Die beiden genossen ihr Tiramisu, wobei Finn sowieso nicht mehr als 4 Gabeln essen konnte, während ich immer wieder mein Handy checkte. So nett der Abend auch gewesen war, wurde ich mittlerweile nervös, weil Mats sich nicht meldete. Weigerte sich Mitch etwa zu gehen? Würde er warten bis ich zuhause war, um mit mir reden zu können? Als ich zum gefühlten 1000. Mal mein Handy entsperrte, sah Marco mich an, „Alles ok?" „Ja ich mache mir nur Sorgen, weil er sich nicht meldet. Glaubst du die Luft ist schon rein?", teilte ich ihm meine Zweifel mit. „Ich weiß es nicht... Aber du könntest ihm ja eine SMS schreiben und es rausfinden? Vielleicht hat Mats nur vergessen dir zu schreiben.", meinte er mit beruhigender Stimme.

Finn, der schon beinahe am Stuhl einschlief, gähnte demonstrativ. Vor lauter Müdigkeit, hatte er das kurze Gespräch zwischen Marco und mir nicht mehr mitbekommen. „Alex, wann fahren wir nach Hause?", gähnte er und blinzelte mich müde an. „Bald. Wir bezahlen noch und dann sind wir schon unterwegs, in Ordnung?", beruhigte ich ihn und strich liebevoll über seine Wange. Er nickte und rieb sich die Augen, während ich mich meinem Handy zuwandte und Mats eine Nachricht schrieb, um herauszufinden, ob Mitch noch bei ihm war.

Die Antwort kam wenig später, „Ich bin gerade dabei ihn aus dem Haus zu bugsieren. Ihr könnt euch auf den Weg machen, bis ihr hier seid, ist er bestimmt weg." Entschieden nickte ich Marco zu, der Mario zu uns rief und bezahlte. „Danke, aber ich kann für mich selbst bezahlen.", meinte ich, doch Marco bestand darauf, dass es seine Idee gewesen war essen zu gehen und er deshalb zahlen würde. Da ich zu müde war, um mit ihm deshalb zu diskutieren, beließ ich es dabei.

Wir standen auf, zogen unsere Jacken an und wurden von Mario zur Türe begleitet, der sich zuerst bei Marco und Finn verabschiedete und dann bei mir, „Es war eine Ehre Dich kennenzulernen. Marco hätte Dich schon viel früher mitnehmen sollen!" Während des Abends, waren wir beide ins ‚du' gefallen, denn die herzliche Art des Italieners ließ einfach nicht Anderes zu, als das Gefühl dass man sich schon Jahre kannte. Ich lächelte, „Danke. Hat mich auch sehr gefreut! Naja, wenn er mich früher mitgenommen hätte, wäre der Abend nicht so angenehm verlaufen." Beim letzten Satz kicherte ich ein bisschen, weshalb mich Mario gespannt ansah, „Ich wittere eine gute Geschichte hinter diesem Satz?" „Vielleicht.", zwinkerte ich. „Die hebst du dir für das nächste Mal auf, wenn ihr hierherkommt, einverstanden?", erwiderte er und schüttelte mir die Hand.

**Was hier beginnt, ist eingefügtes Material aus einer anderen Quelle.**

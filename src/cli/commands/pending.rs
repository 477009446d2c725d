//! Pending command handler

use super::{catalog_cache, history_store};
use degree_planner::config::Config;
use degree_planner::core::error::Result;
use degree_planner::core::planner::PlanOrchestrator;
use degree_planner::core::sources::CatalogSource;

/// Print the courses `student` still has to approve in `career`
///
/// # Errors
/// Propagates catalog and history errors
pub fn run(student: &str, career: &str, config: &Config, verbose: bool) -> Result<()> {
    let catalogs = catalog_cache(config);
    let histories = history_store(config);
    let pending = PlanOrchestrator::new(&catalogs, &histories).pending_courses(student, career)?;

    if pending.is_empty() {
        println!("✓ {student} has no pending courses in {career}");
        return Ok(());
    }

    println!("Pending courses for {student} ({career}): {}", pending.len());
    let catalog = catalogs.fetch_catalog(career)?;
    let mut credits = 0;
    for code in &pending {
        match catalog.get_course(code) {
            Some(course) => {
                credits += course.credits;
                println!("  {code:<10} {:>2} cr  {}", course.credits, course.name);
            }
            None => println!("  {code}"),
        }
    }
    if verbose {
        println!("  Total pending credits: {credits}");
    }
    Ok(())
}
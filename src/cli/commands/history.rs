//! History command handler

use super::history_store;
use crate::args::HistorySubcommand;
use degree_planner::config::Config;
use degree_planner::core::error::Result;
use degree_planner::core::models::AcademicHistory;
use degree_planner::core::progress::ProgressRecord;
use degree_planner::core::sources::HistoryStore;

/// Dispatch history subcommands against the configured store
///
/// # Errors
/// Propagates store errors and invalid progress records
pub fn run(subcommand: HistorySubcommand, config: &Config) -> Result<()> {
    let store = history_store(config);

    match subcommand {
        HistorySubcommand::Show { student } => {
            let history = store.get_history(&student)?;
            print_history(&student, &history);
        }
        HistorySubcommand::Set {
            student,
            approved,
            failed,
        } => {
            let history = AcademicHistory::from_lists(approved, failed);
            store.set_history(&student, history.clone())?;
            println!("✓ History of {student} saved");
            print_history(&student, &history);
        }
        HistorySubcommand::Record {
            student,
            course,
            status,
            grade,
            year,
            period,
        } => {
            let record = ProgressRecord {
                course_code: course,
                status: status.into(),
                grade,
                year,
                period,
            };
            let history = store.record_progress(&student, &record)?;
            println!(
                "✓ Recorded {} for {student} in {period}-{year}",
                record.course_code
            );
            print_history(&student, &history);
        }
    }
    Ok(())
}

fn join_or_none<'a>(codes: impl Iterator<Item = &'a String>) -> String {
    let joined: Vec<&str> = codes.map(String::as_str).collect();
    if joined.is_empty() {
        "(none)".to_string()
    } else {
        joined.join(", ")
    }
}

fn print_history(student: &str, history: &AcademicHistory) {
    println!("History of {student}");
    println!("  Approved: {}", join_or_none(history.approved.iter()));
    println!("  Failed:   {}", join_or_none(history.failed.iter()));
}
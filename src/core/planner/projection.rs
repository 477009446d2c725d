//! Forward projection of the courses left after the manual plan
//!
//! The planner fills synthetic regular terms greedily:
//! 1. Scan the remaining courses in catalog order
//! 2. Take a course when all of its prerequisites were approved before the
//!    term and it fits under the credit and course caps
//! 3. Commit the term's courses to the approved set and move to the next term
//! 4. Stop when nothing remains, or when a whole pass admits no course
//!    (cyclic/unreachable prerequisites or caps too small); the leftovers are
//!    reported as pending instead of failing

use crate::core::models::{
    Catalog, Course, ProjectionResult, SemesterCredits, SemesterPlan, Term,
};
use std::collections::BTreeSet;
use tracing::{debug, info, warn};

/// Caps applied to every projected term
#[derive(Debug, Clone, Copy, PartialEq, Eq)]
pub struct ProjectionConfig {
    /// Maximum credits per term (inclusive)
    pub max_credits: u32,
    /// Maximum number of courses per term (inclusive), unlimited when `None`
    pub max_courses: Option<u32>,
}

impl ProjectionConfig {
    /// Config with a credit cap and no course cap
    #[must_use]
    pub const fn new(max_credits: u32) -> Self {
        Self {
            max_credits,
            max_courses: None,
        }
    }

    /// Add a course cap
    #[must_use]
    pub const fn with_max_courses(mut self, max_courses: u32) -> Self {
        self.max_courses = Some(max_courses);
        self
    }
}

/// A synthetic term being filled
#[derive(Debug, Clone)]
struct ProjectedTerm {
    term: Term,
    courses: Vec<String>,
    total_credits: u32,
}

impl ProjectedTerm {
    const fn new(term: Term) -> Self {
        Self {
            term,
            courses: Vec::new(),
            total_credits: 0,
        }
    }

    fn add_course(&mut self, course_code: String, credits: u32) {
        self.courses.push(course_code);
        self.total_credits += credits;
    }

    /// Whether `course` can join this term under `config`
    fn admits(&self, course: &Course, approved: &BTreeSet<String>, config: &ProjectionConfig) -> bool {
        let fits_courses = config
            .max_courses
            .map_or(true, |max| self.courses.len() < max as usize);
        let fits_credits = self
            .total_credits
            .checked_add(course.credits)
            .is_some_and(|total| total <= config.max_credits);

        fits_courses && fits_credits && course.prerequisites_met(|p| approved.contains(p))
    }

    fn into_plan(self) -> (SemesterPlan, SemesterCredits) {
        let credits = SemesterCredits {
            semester: self.term.label(),
            credits: self.total_credits,
        };
        let plan = SemesterPlan {
            period: self.term.period,
            year: self.term.year,
            courses: self.courses,
        };
        (plan, credits)
    }
}

/// Greedy planner that schedules every unapproved catalog course
pub struct ProjectionPlanner<'a> {
    catalog: &'a Catalog,
    config: ProjectionConfig,
}

impl<'a> ProjectionPlanner<'a> {
    /// Create a planner over `catalog`
    #[must_use]
    pub const fn new(catalog: &'a Catalog, config: ProjectionConfig) -> Self {
        Self { catalog, config }
    }

    /// Project the remaining courses into terms starting at `first_term`.
    ///
    /// `approved` grows with every scheduled course; on return it holds the
    /// approved set as simulated through the last projected term.
    #[must_use]
    pub fn project(&self, approved: &mut BTreeSet<String>, first_term: Term) -> ProjectionResult {
        let mut remaining: Vec<&Course> = self
            .catalog
            .courses()
            .filter(|c| !approved.contains(&c.code))
            .collect();

        debug!(
            "Projecting {} remaining courses from {first_term} (max {} credits, max {:?} courses)",
            remaining.len(),
            self.config.max_credits,
            self.config.max_courses
        );

        let mut result = ProjectionResult::default();
        let mut term = first_term;

        while !remaining.is_empty() {
            let mut draft = ProjectedTerm::new(term);
            let mut leftover = Vec::with_capacity(remaining.len());

            for course in remaining {
                if draft.admits(course, approved, &self.config) {
                    draft.add_course(course.code.clone(), course.credits);
                } else {
                    leftover.push(course);
                }
            }
            remaining = leftover;

            if draft.courses.is_empty() {
                warn!(
                    "Projection stalled at {term}: {} courses cannot be scheduled",
                    remaining.len()
                );
                break;
            }

            approved.extend(draft.courses.iter().cloned());
            debug!(
                "Projected {term}: {} ({} credits)",
                draft.courses.join(", "),
                draft.total_credits
            );

            let (plan, credits) = draft.into_plan();
            result.plan.push(plan);
            result.credits.push(credits);
            term = term.next_regular();
        }

        result.pending = remaining.into_iter().map(|c| c.code.clone()).collect();
        info!(
            "Projection produced {} terms, {} courses pending",
            result.plan.len(),
            result.pending.len()
        );
        result
    }
}

#[cfg(test)]
mod tests {
    use super::*;
    use crate::core::models::Period;

    fn set(codes: &[&str]) -> BTreeSet<String> {
        codes.iter().map(ToString::to_string).collect()
    }

    fn chain_catalog() -> Catalog {
        Catalog::from_courses(
            "ICCI",
            vec![
                Course::new("MAT001", "Cálculo I", 3),
                Course::new("PRG001", "Programación I", 4),
                Course::new("PRG002", "Programación II", 4).with_prerequisite("PRG001"),
                Course::new("PRG003", "Estructuras de Datos", 4).with_prerequisite("PRG002"),
            ],
        )
    }

    const S1_2026: Term = Term::new(Period::S1, 2026);

    #[test]
    fn test_chain_is_spread_over_terms() {
        let catalog = chain_catalog();
        let planner = ProjectionPlanner::new(&catalog, ProjectionConfig::new(30));
        let mut approved = set(&[]);

        let result = planner.project(&mut approved, S1_2026);

        assert!(result.pending.is_empty());
        assert_eq!(result.plan.len(), 3);
        assert_eq!(result.plan[0].courses, vec!["MAT001", "PRG001"]);
        assert_eq!(result.plan[1].courses, vec!["PRG002"]);
        assert_eq!(result.plan[2].courses, vec!["PRG003"]);
        assert_eq!(result.plan[0].label(), "S1-2026");
        assert_eq!(result.plan[1].label(), "S2-2026");
        assert_eq!(result.plan[2].label(), "S1-2027");
        assert_eq!(result.credits[0].credits, 7);
        assert_eq!(approved.len(), 4);
    }

    #[test]
    fn test_credit_cap_skips_and_continues_scanning() {
        let catalog = Catalog::from_courses(
            "ICCI",
            vec![
                Course::new("BIG", "Taller", 6),
                Course::new("MID", "Física", 4),
                Course::new("SMALL", "Inglés", 1),
            ],
        );
        let planner = ProjectionPlanner::new(&catalog, ProjectionConfig::new(5));
        let mut approved = set(&[]);

        let result = planner.project(&mut approved, S1_2026);

        assert_eq!(result.plan.len(), 1);
        assert_eq!(result.plan[0].courses, vec!["MID", "SMALL"]);
        assert_eq!(result.pending, vec!["BIG"]);
    }

    #[test]
    fn test_course_cap() {
        let catalog = chain_catalog();
        let planner =
            ProjectionPlanner::new(&catalog, ProjectionConfig::new(30).with_max_courses(1));
        let mut approved = set(&[]);

        let result = planner.project(&mut approved, S1_2026);

        assert_eq!(result.plan.len(), 4);
        assert!(result.plan.iter().all(|t| t.courses.len() == 1));
        assert!(result.pending.is_empty());
    }

    #[test]
    fn test_zero_course_cap_deadlocks_immediately() {
        let catalog = chain_catalog();
        let planner =
            ProjectionPlanner::new(&catalog, ProjectionConfig::new(30).with_max_courses(0));
        let mut approved = set(&[]);

        let result = planner.project(&mut approved, S1_2026);

        assert!(result.plan.is_empty());
        assert_eq!(result.pending.len(), 4);
        assert!(result.is_deadlocked());
    }

    #[test]
    fn test_self_prerequisite_and_cycle_end_in_pending() {
        let catalog = Catalog::from_courses(
            "ICCI",
            vec![
                Course::new("MAT001", "Cálculo I", 3),
                Course::new("SELF", "Autorreferente", 3).with_prerequisite("SELF"),
                Course::new("CYC_A", "Ciclo A", 3).with_prerequisite("CYC_B"),
                Course::new("CYC_B", "Ciclo B", 3).with_prerequisite("CYC_A"),
                Course::new("MAT002", "Cálculo II", 3).with_prerequisite("MAT001"),
            ],
        );
        let planner = ProjectionPlanner::new(&catalog, ProjectionConfig::new(30));
        let mut approved = set(&[]);

        let result = planner.project(&mut approved, S1_2026);

        assert_eq!(result.plan.len(), 2);
        assert_eq!(result.pending, vec!["SELF", "CYC_A", "CYC_B"]);
        assert!(approved.contains("MAT002"));
    }

    #[test]
    fn test_nothing_remaining() {
        let catalog = chain_catalog();
        let planner = ProjectionPlanner::new(&catalog, ProjectionConfig::new(30));
        let mut approved = set(&["MAT001", "PRG001", "PRG002", "PRG003"]);

        let result = planner.project(&mut approved, S1_2026);

        assert_eq!(result, ProjectionResult::default());
    }

    #[test]
    fn test_projected_terms_respect_rules() {
        let catalog = chain_catalog();
        let config = ProjectionConfig::new(8).with_max_courses(2);
        let planner = ProjectionPlanner::new(&catalog, config);
        let mut approved = set(&[]);

        let result = planner.project(&mut approved, Term::new(Period::S2, 2025));

        let mut seen = set(&[]);
        for term in &result.plan {
            assert!(!term.period.is_special());
            let credits: u32 = term
                .courses
                .iter()
                .filter_map(|c| catalog.get_course(c))
                .map(|c| c.credits)
                .sum();
            assert!(credits <= 8);
            assert!(term.courses.len() <= 2);
            for code in &term.courses {
                let course = catalog.get_course(code).unwrap();
                assert!(course.prerequisites_met(|p| seen.contains(p)));
            }
            seen.extend(term.courses.iter().cloned());
        }
    }

    #[test]
    fn test_huge_credits_never_share_a_term() {
        let catalog = Catalog::from_courses(
            "ICCI",
            vec![
                Course::new("A", "", 3),
                Course::new("HUGE", "", u32::MAX),
            ],
        );
        let planner = ProjectionPlanner::new(&catalog, ProjectionConfig::new(10));
        let mut approved = set(&[]);

        let result = planner.project(&mut approved, S1_2026);

        assert_eq!(result.plan.len(), 1);
        assert_eq!(result.plan[0].courses, vec!["A"]);
        assert_eq!(result.credits[0].credits, 3);
        assert_eq!(result.pending, vec!["HUGE"]);
    }
}
//! Configuration for the `degreeplanner` CLI

use serde::{Deserialize, Serialize};
use std::fmt;
use std::fs;
use std::io;
use std::path::{Path, PathBuf};
use thiserror::Error;

/// Default CLI configuration loaded based on build profile.
#[cfg(not(debug_assertions))]
const CONFIG_DEFAULTS: &str = include_str!("../assets/DefaultCLIConfigRelease.toml");

#[cfg(debug_assertions)]
const CONFIG_DEFAULTS: &str = include_str!("../assets/DefaultCLIConfigDebug.toml");

#[cfg(not(debug_assertions))]
const CONFIG_FILE_NAME: &str = "config.toml";

#[cfg(debug_assertions)]
const CONFIG_FILE_NAME: &str = "dconfig.toml";

/// Variable expanded to the config directory in string values
pub const DIR_VARIABLE: &str = "$DEGREE_PLANNER";

/// Errors raised while editing or persisting the configuration
#[derive(Debug, Error)]
pub enum ConfigError {
    /// Key is not a known configuration field
    #[error("Unknown config key: '{0}'")]
    UnknownKey(String),

    /// Value could not be converted to the field's type
    #[error("Invalid value for '{key}': '{value}'")]
    InvalidValue {
        /// Config key
        key: String,
        /// Rejected value
        value: String,
    },

    /// File could not be read, written or removed
    #[error("config I/O error: {0}")]
    Io(#[from] io::Error),

    /// TOML could not be parsed
    #[error("invalid config TOML: {0}")]
    Parse(#[from] toml::de::Error),

    /// Config could not be rendered as TOML
    #[error("could not serialize config: {0}")]
    Serialize(#[from] toml::ser::Error),
}

/// Logging configuration
#[derive(Debug, Clone, Default, Serialize, Deserialize)]
pub struct LoggingConfig {
    /// Log level (error, warn, info, debug, trace, off)
    #[serde(default)]
    pub level: String,
    /// Log file path; empty logs to stderr
    #[serde(default)]
    pub file: String,
    /// Print extra summary lines
    #[serde(default)]
    pub verbose: bool,
}

/// Data locations
#[derive(Debug, Clone, Default, Serialize, Deserialize)]
pub struct PathsConfig {
    /// Directory holding `<career>.json` catalogs
    #[serde(default)]
    pub catalogs_dir: String,
    /// JSON file holding every student's academic history
    #[serde(default)]
    pub history_file: String,
    /// Directory for generated Markdown reports
    #[serde(default)]
    pub reports_dir: String,
}

/// Planner defaults used when the command line omits them
#[derive(Debug, Clone, Default, Serialize, Deserialize)]
pub struct PlannerConfig {
    /// Credit cap per term
    #[serde(default)]
    pub max_credits_per_semester: u32,
    /// Course cap per projected term, 0 for unlimited
    #[serde(default)]
    pub max_courses_per_semester: u32,
    /// First projected term when no manual plan is given, e.g. `S1-2026`
    #[serde(default)]
    pub start_term: String,
}

impl PlannerConfig {
    /// Course cap as an option, `None` when unlimited
    #[must_use]
    pub const fn course_cap(&self) -> Option<u32> {
        match self.max_courses_per_semester {
            0 => None,
            n => Some(n),
        }
    }
}

/// Main configuration structure
#[derive(Debug, Clone, Default, Serialize, Deserialize)]
pub struct Config {
    /// Logging settings
    #[serde(default)]
    pub logging: LoggingConfig,
    /// Data locations
    #[serde(default)]
    pub paths: PathsConfig,
    /// Planner defaults
    #[serde(default)]
    pub planner: PlannerConfig,
}

/// Optional CLI overrides for configuration values
#[derive(Debug, Clone, Default)]
pub struct ConfigOverrides {
    /// Override logging level
    pub level: Option<String>,
    /// Override log file path
    pub file: Option<String>,
    /// Override verbose flag
    pub verbose: Option<bool>,
    /// Override catalogs directory
    pub catalogs_dir: Option<String>,
    /// Override history file
    pub history_file: Option<String>,
    /// Override reports directory
    pub reports_dir: Option<String>,
}

fn parse_u32(key: &str, value: &str) -> Result<u32, ConfigError> {
    value.trim().parse().map_err(|_| ConfigError::InvalidValue {
        key: key.to_string(),
        value: value.to_string(),
    })
}

fn fill_if_empty(target: &mut String, default: &str) -> bool {
    if target.is_empty() && !default.is_empty() {
        default.clone_into(target);
        true
    } else {
        false
    }
}

impl Config {
    /// Get the `$DEGREE_PLANNER` directory path
    ///
    /// Returns:
    /// - Linux: `~/.config/degreeplanner`
    /// - macOS: `~/Library/Application Support/degreeplanner`
    /// - Windows: `%APPDATA%\degreeplanner`
    #[must_use]
    pub fn get_config_dir() -> PathBuf {
        dirs::config_dir()
            .unwrap_or_else(|| PathBuf::from("."))
            .join("degreeplanner")
    }

    /// Get the user config file path (`config.toml`, or `dconfig.toml` in
    /// debug builds)
    #[must_use]
    pub fn get_config_file_path() -> PathBuf {
        Self::get_config_dir().join(CONFIG_FILE_NAME)
    }

    fn expand_variables(value: &str) -> String {
        if value.contains(DIR_VARIABLE) {
            let dir = Self::get_config_dir();
            value.replace(DIR_VARIABLE, &dir.to_string_lossy())
        } else {
            value.to_string()
        }
    }

    /// Fill empty fields from `defaults`.
    ///
    /// Used on load so fields added in newer versions get their default
    /// values while user settings are kept.
    ///
    /// # Returns
    /// `true` if any field changed
    pub fn merge_defaults(&mut self, defaults: &Self) -> bool {
        let mut changed = fill_if_empty(&mut self.logging.level, &defaults.logging.level);
        changed |= fill_if_empty(&mut self.logging.file, &defaults.logging.file);
        changed |= fill_if_empty(&mut self.paths.catalogs_dir, &defaults.paths.catalogs_dir);
        changed |= fill_if_empty(&mut self.paths.history_file, &defaults.paths.history_file);
        changed |= fill_if_empty(&mut self.paths.reports_dir, &defaults.paths.reports_dir);
        changed |= fill_if_empty(&mut self.planner.start_term, &defaults.planner.start_term);

        if self.planner.max_credits_per_semester == 0
            && defaults.planner.max_credits_per_semester != 0
        {
            self.planner.max_credits_per_semester = defaults.planner.max_credits_per_semester;
            changed = true;
        }

        changed
    }

    /// Apply CLI-provided overrides for this run only; nothing is persisted
    pub fn apply_overrides(&mut self, overrides: &ConfigOverrides) {
        if let Some(level) = &overrides.level {
            self.logging.level.clone_from(level);
        }
        if let Some(file) = &overrides.file {
            self.logging.file.clone_from(file);
        }
        if let Some(verbose) = overrides.verbose {
            self.logging.verbose = verbose;
        }
        if let Some(dir) = &overrides.catalogs_dir {
            self.paths.catalogs_dir.clone_from(dir);
        }
        if let Some(file) = &overrides.history_file {
            self.paths.history_file.clone_from(file);
        }
        if let Some(dir) = &overrides.reports_dir {
            self.paths.reports_dir.clone_from(dir);
        }
    }

    /// Parse a TOML string, expanding `$DEGREE_PLANNER` in path values.
    ///
    /// Missing sections and fields take their serde defaults.
    ///
    /// # Errors
    /// Returns [`ConfigError::Parse`] if the TOML does not match the schema
    pub fn from_toml(toml_str: &str) -> Result<Self, ConfigError> {
        let mut config: Self = toml::from_str(toml_str)?;

        config.logging.file = Self::expand_variables(&config.logging.file);
        config.paths.catalogs_dir = Self::expand_variables(&config.paths.catalogs_dir);
        config.paths.history_file = Self::expand_variables(&config.paths.history_file);
        config.paths.reports_dir = Self::expand_variables(&config.paths.reports_dir);

        Ok(config)
    }

    /// Load the compiled-in defaults for the current build profile
    ///
    /// # Panics
    /// Panics if the embedded defaults are not valid TOML, which would be a
    /// build defect.
    #[must_use]
    pub fn from_defaults() -> Self {
        Self::from_toml(CONFIG_DEFAULTS).expect("Failed to parse compiled-in default configuration")
    }

    /// Load the user configuration, creating it from defaults on first run.
    ///
    /// An existing file has missing fields merged in from defaults and is
    /// re-saved when that changed anything. Unreadable files fall back to
    /// defaults.
    #[must_use]
    pub fn load() -> Self {
        Self::load_from(&Self::get_config_file_path())
    }

    /// Same as [`load`](Self::load) for an explicit file
    #[must_use]
    pub fn load_from(path: &Path) -> Self {
        let defaults = Self::from_defaults();

        if !path.exists() {
            let _ = defaults.save_to(path);
            return defaults;
        }

        match fs::read_to_string(path)
            .map_err(ConfigError::from)
            .and_then(|content| Self::from_toml(&content))
        {
            Ok(mut config) => {
                if config.merge_defaults(&defaults) {
                    let _ = config.save_to(path);
                }
                config
            }
            Err(_) => defaults,
        }
    }

    /// Save to the user config file
    ///
    /// # Errors
    /// Returns an error if the directory or file cannot be written
    pub fn save(&self) -> Result<(), ConfigError> {
        self.save_to(&Self::get_config_file_path())
    }

    /// Save to an explicit file, creating its directory
    ///
    /// # Errors
    /// Returns an error if the directory or file cannot be written
    pub fn save_to(&self, path: &Path) -> Result<(), ConfigError> {
        if let Some(parent) = path.parent() {
            fs::create_dir_all(parent)?;
        }
        fs::write(path, toml::to_string_pretty(self)?)?;
        Ok(())
    }

    /// Get a configuration value by key.
    ///
    /// Keys are field names (`level`, `file`, `verbose`, `catalogs_dir`,
    /// `history_file`, `reports_dir`, `max_credits`, `max_courses`,
    /// `start_term`); dashes are accepted in place of underscores.
    #[must_use]
    pub fn get(&self, key: &str) -> Option<String> {
        let value = match key.replace('-', "_").as_str() {
            "level" => self.logging.level.clone(),
            "file" => self.logging.file.clone(),
            "verbose" => self.logging.verbose.to_string(),
            "catalogs_dir" => self.paths.catalogs_dir.clone(),
            "history_file" => self.paths.history_file.clone(),
            "reports_dir" => self.paths.reports_dir.clone(),
            "max_credits" | "max_credits_per_semester" => {
                self.planner.max_credits_per_semester.to_string()
            }
            "max_courses" | "max_courses_per_semester" => {
                self.planner.max_courses_per_semester.to_string()
            }
            "start_term" => self.planner.start_term.clone(),
            _ => return None,
        };
        Some(value)
    }

    /// Set a configuration value by key. Call [`save`](Self::save) to persist.
    ///
    /// # Errors
    /// Returns an error for unknown keys or values of the wrong type
    pub fn set(&mut self, key: &str, value: &str) -> Result<(), ConfigError> {
        match key.replace('-', "_").as_str() {
            "level" => self.logging.level = value.to_string(),
            "file" => self.logging.file = value.to_string(),
            "verbose" => {
                self.logging.verbose =
                    value.parse::<bool>().map_err(|_| ConfigError::InvalidValue {
                        key: key.to_string(),
                        value: value.to_string(),
                    })?;
            }
            "catalogs_dir" => self.paths.catalogs_dir = value.to_string(),
            "history_file" => self.paths.history_file = value.to_string(),
            "reports_dir" => self.paths.reports_dir = value.to_string(),
            "max_credits" | "max_credits_per_semester" => {
                self.planner.max_credits_per_semester = parse_u32(key, value)?;
            }
            "max_courses" | "max_courses_per_semester" => {
                self.planner.max_courses_per_semester = parse_u32(key, value)?;
            }
            "start_term" => self.planner.start_term = value.to_string(),
            _ => return Err(ConfigError::UnknownKey(key.to_string())),
        }
        Ok(())
    }

    /// Reset one key to its value in `defaults`
    ///
    /// # Errors
    /// Returns an error if the key is not recognized
    pub fn unset(&mut self, key: &str, defaults: &Self) -> Result<(), ConfigError> {
        match key.replace('-', "_").as_str() {
            "level" => self.logging.level.clone_from(&defaults.logging.level),
            "file" => self.logging.file.clone_from(&defaults.logging.file),
            "verbose" => self.logging.verbose = defaults.logging.verbose,
            "catalogs_dir" => self
                .paths
                .catalogs_dir
                .clone_from(&defaults.paths.catalogs_dir),
            "history_file" => self
                .paths
                .history_file
                .clone_from(&defaults.paths.history_file),
            "reports_dir" => self
                .paths
                .reports_dir
                .clone_from(&defaults.paths.reports_dir),
            "max_credits" | "max_credits_per_semester" => {
                self.planner.max_credits_per_semester = defaults.planner.max_credits_per_semester;
            }
            "max_courses" | "max_courses_per_semester" => {
                self.planner.max_courses_per_semester = defaults.planner.max_courses_per_semester;
            }
            "start_term" => self
                .planner
                .start_term
                .clone_from(&defaults.planner.start_term),
            _ => return Err(ConfigError::UnknownKey(key.to_string())),
        }
        Ok(())
    }

    /// Delete the user config file; the next [`load`](Self::load) recreates it
    ///
    /// # Errors
    /// Returns an error if the file exists but cannot be removed
    pub fn reset() -> Result<(), ConfigError> {
        let config_file = Self::get_config_file_path();
        if config_file.exists() {
            fs::remove_file(config_file)?;
        }
        Ok(())
    }
}

impl fmt::Display for Config {
    fn fmt(&self, f: &mut fmt::Formatter<'_>) -> fmt::Result {
        writeln!(f, "[logging]")?;
        writeln!(f, "  level = \"{}\"", self.logging.level)?;
        writeln!(f, "  file = \"{}\"", self.logging.file)?;
        writeln!(f, "  verbose = {}", self.logging.verbose)?;

        writeln!(f, "\n[paths]")?;
        writeln!(f, "  catalogs_dir = \"{}\"", self.paths.catalogs_dir)?;
        writeln!(f, "  history_file = \"{}\"", self.paths.history_file)?;
        writeln!(f, "  reports_dir = \"{}\"", self.paths.reports_dir)?;

        writeln!(f, "\n[planner]")?;
        writeln!(
            f,
            "  max_credits_per_semester = {}",
            self.planner.max_credits_per_semester
        )?;
        writeln!(
            f,
            "  max_courses_per_semester = {}",
            self.planner.max_courses_per_semester
        )?;
        writeln!(f, "  start_term = \"{}\"", self.planner.start_term)?;

        Ok(())
    }
}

Als Marco kurz durch Finn abgelenkt war, murmelte der Italiener, „Marco ist ein guter Junge. Er kann schwierig sein, aber wenn man erst durch seine harte Schale gedrungen ist, gibt es kaum gütigere Menschen als ihn. Er hat ein nettes Mädchen verdient, das ihn wegen seinem Charakter mag, nicht wegen seinem Status als Fußballer." Er sah mich eindringlich an und ich konnte seinem Blick ach wenigen Sekunden nicht mehr standhalten, da er mir zu sehr das Gefühl gab, dass es einen tieferen Grund für seinen Kommentar gab. Verlegen räusperte ich mich und sagte dann, „Ich glaube da hast du recht. Also dann, es war schön, bis bald." Wir verließen das Restaurant und stiegen ins Auto, wo es keine 3 Minuten dauerte, bis der kleine Wirbelwind einschlief.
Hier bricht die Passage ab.